use anyhow::Context;
use clap::{Parser, ValueEnum};
use fleetcore::clock::{Clock, SystemClock};
use fleetcore::projection::ProjectionMode;
use generator::profile::seed_fleet;
use log::info;
use std::path::PathBuf;
use std::sync::Arc;
use tokio::runtime::Builder as TokioBuilder;
use tokio::signal;
use workflow::config::FleetConfig;
use workflow::runner::Runner;

mod backend;
mod generator;
mod gui_bridge;
mod workflow;

#[derive(Clone, Copy, Debug, ValueEnum)]
enum ProjectionArg {
    Local,
    TileMap,
}

impl From<ProjectionArg> for ProjectionMode {
    fn from(arg: ProjectionArg) -> Self {
        match arg {
            ProjectionArg::Local => ProjectionMode::Local,
            ProjectionArg::TileMap => ProjectionMode::TileMap,
        }
    }
}

#[derive(Parser)]
#[command(author, version, about = "Live device fleet telemetry engine")]
struct Args {
    /// Load engine configuration from YAML
    #[arg(long)]
    config: Option<PathBuf>,
    /// Run a fixed number of ticks and print each render plan
    #[arg(long, default_value_t = false)]
    offline: bool,
    #[arg(long, default_value_t = 5)]
    ticks: usize,
    /// Keep the HTTP bridge alive with the simulator running
    #[arg(long, default_value_t = false)]
    serve: bool,
    #[arg(long)]
    interval_ms: Option<u64>,
    /// Seed for the drift generator
    #[arg(long)]
    seed: Option<u64>,
    #[arg(long, value_enum)]
    projection: Option<ProjectionArg>,
    #[arg(long)]
    bind: Option<String>,
}

fn main() -> anyhow::Result<()> {
    env_logger::init();
    let args = Args::parse();

    let config = match &args.config {
        Some(path) => FleetConfig::load(path)?,
        None => FleetConfig::default(),
    }
    .with_overrides(
        args.interval_ms,
        args.seed,
        args.projection.map(ProjectionMode::from),
        args.bind.clone(),
    );
    config.validate()?;

    let runtime = TokioBuilder::new_multi_thread()
        .enable_all()
        .build()
        .context("creating tokio runtime")?;

    let runner = Arc::new(runtime.block_on(async { Runner::from_config(&config) })?);
    if config.seed_fleet {
        runner.seed(seed_fleet(SystemClock.now_ms()))?;
    }

    if args.offline {
        runtime.block_on(run_offline(&runner, args.ticks))?;
    }

    if args.serve {
        let addr = config.bind_address()?;
        runtime.block_on(async {
            runner.activate()?;
            let shutdown = async {
                if let Err(err) = signal::ctrl_c().await {
                    log::error!("awaiting Ctrl+C failed: {}", err);
                }
            };
            println!("HTTP bridge running on {} (Ctrl+C to stop)...", addr);
            gui_bridge::bridge::serve(runner.clone(), addr, shutdown).await?;
            runner.deactivate();
            Ok::<(), anyhow::Error>(())
        })?;
    }

    Ok(())
}

async fn run_offline(runner: &Runner, ticks: usize) -> anyhow::Result<()> {
    let frame = runner.render_frame();
    println!(
        "Initial frame ({:?}) -> create {}, zones {}",
        frame.mode,
        frame.plan.to_create.len(),
        frame.zones.len()
    );
    for tick in 1..=ticks {
        runner.tick_once()?;
        let frame = runner.render_frame();
        println!(
            "Tick {} -> create {}, update {}, remove {}",
            tick,
            frame.plan.to_create.len(),
            frame.plan.to_update.len(),
            frame.plan.to_remove.len()
        );
    }
    let counts = runner.counts();
    println!(
        "Fleet -> total {}, at risk {}, high risk {}, online {}",
        counts.total, counts.at_risk, counts.high_risk, counts.online
    );
    println!("Summary -> {}", runner.summary().await);
    info!("offline metrics: {:?}", runner.metrics());
    Ok(())
}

______

» What needs to be done: Give back the data above, repeating every record exactly.

» Answer section:
use anyhow::Context;
use clap::{Parser, ValueEnum};
use fleetcore::clock::{Clock, SystemClock};
use fleetcore::projection::ProjectionMode;
use generator::profile::seed_fleet;
use log::info;
use std::path::PathBuf;
use std::sync::Arc;
use tokio::runtime::Builder as TokioBuilder;
use tokio::signal;
use workflow::config::FleetConfig;
use workflow::runner::Runner;

mod backend;
mod generator;
mod gui_bridge;
mod workflow;

#[derive(Clone, Copy, Debug, ValueEnum)]
enum ProjectionArg {
    Local,
    TileMap,
}

impl From<ProjectionArg> for ProjectionMode {
    fn from(arg: ProjectionArg) -> Self {
        match arg {
            ProjectionArg::Local => ProjectionMode::Local,
            ProjectionArg::TileMap => ProjectionMode::TileMap,
        }
    }
}

#[derive(Parser)]
#[command(author, version, about = "Live device fleet telemetry engine")]
struct Args {
    /// Load engine configuration from YAML
    #[arg(long)]
    config: Option<PathBuf>,
    /// Run a fixed number of ticks and print each render plan
    #[arg(long, default_value_t = false)]
    offline: bool,
    #[arg(long, default_value_t = 5)]
    ticks: usize,
    /// Keep the HTTP bridge alive with the simulator running
    #[arg(long, default_value_t = false)]
    serve: bool,
    #[arg(long)]
    interval_ms: Option<u64>,
    /// Seed for the drift generator
    #[arg(long)]
    seed: Option<u64>,
    #[arg(long, value_enum)]
    projection: Option<ProjectionArg>,
    #[arg(long)]
    bind: Option<String>,
}

fn main() -> anyhow::Result<()> {
    env_logger::init();
    let args = Args::parse();

    let config = match &args.config {
        Some(path) => FleetConfig::load(path)?,
        None => FleetConfig::default(),
    }
    .with_overrides(
        args.interval_ms,
        args.seed,
        args.projection.map(ProjectionMode::from),
        args.bind.clone(),
    );
    config.validate()?;

    let runtime = TokioBuilder::new_multi_thread()
        .enable_all()
        .build()
        .context("creating tokio runtime")?;

    let runner = Arc::new(runtime.block_on(async { Runner::from_config(&config) })?);
    if config.seed_fleet {
        runner.seed(seed_fleet(SystemClock.now_ms()))?;
    }

    if args.offline {
        runtime.block_on(run_offline(&runner, args.ticks))?;
    }

    if args.serve {
        let addr = config.bind_address()?;
        runtime.block_on(async {
            runner.activate()?;
            let shutdown = async {
                if let Err(err) = signal::ctrl_c().await {
                    log::error!("awaiting Ctrl+C failed: {}", err);
                }
            };
            println!("HTTP bridge running on {} (Ctrl+C to stop)...", addr);
            gui_bridge::bridge::serve(runner.clone(), addr, shutdown).await?;
            runner.deactivate();
            Ok::<(), anyhow::Error>(())
        })?;
    }

    Ok(())
}

async fn run_offline(runner: &Runner, ticks: usize) -> anyhow::Result<()> {
    let frame = runner.render_frame();
    println!(
        "Initial frame ({:?}) -> create {}, zones {}",
        frame.mode,
        frame.plan.to_create.len(),
        frame.zones.len()
    );
    for tick in 1..=ticks {
        runner.tick_once()?;
        let frame = runner.render_frame();
        println!(
            "Tick {} -> create {}, update {}, remove {}",
            tick,
            frame.plan.to_create.len(),
            frame.plan.to_update.len(),
            frame.plan.to_remove.len()
        );
    }
    let counts = runner.counts();
    println!(
        "Fleet -> total {}, at risk {}, high risk {}, online {}",
        counts.total, counts.at_risk, counts.high_risk, counts.online
    );
    println!("Summary -> {}", runner.summary().await);
    info!("offline metrics: {:?}", runner.metrics());
    Ok(())
}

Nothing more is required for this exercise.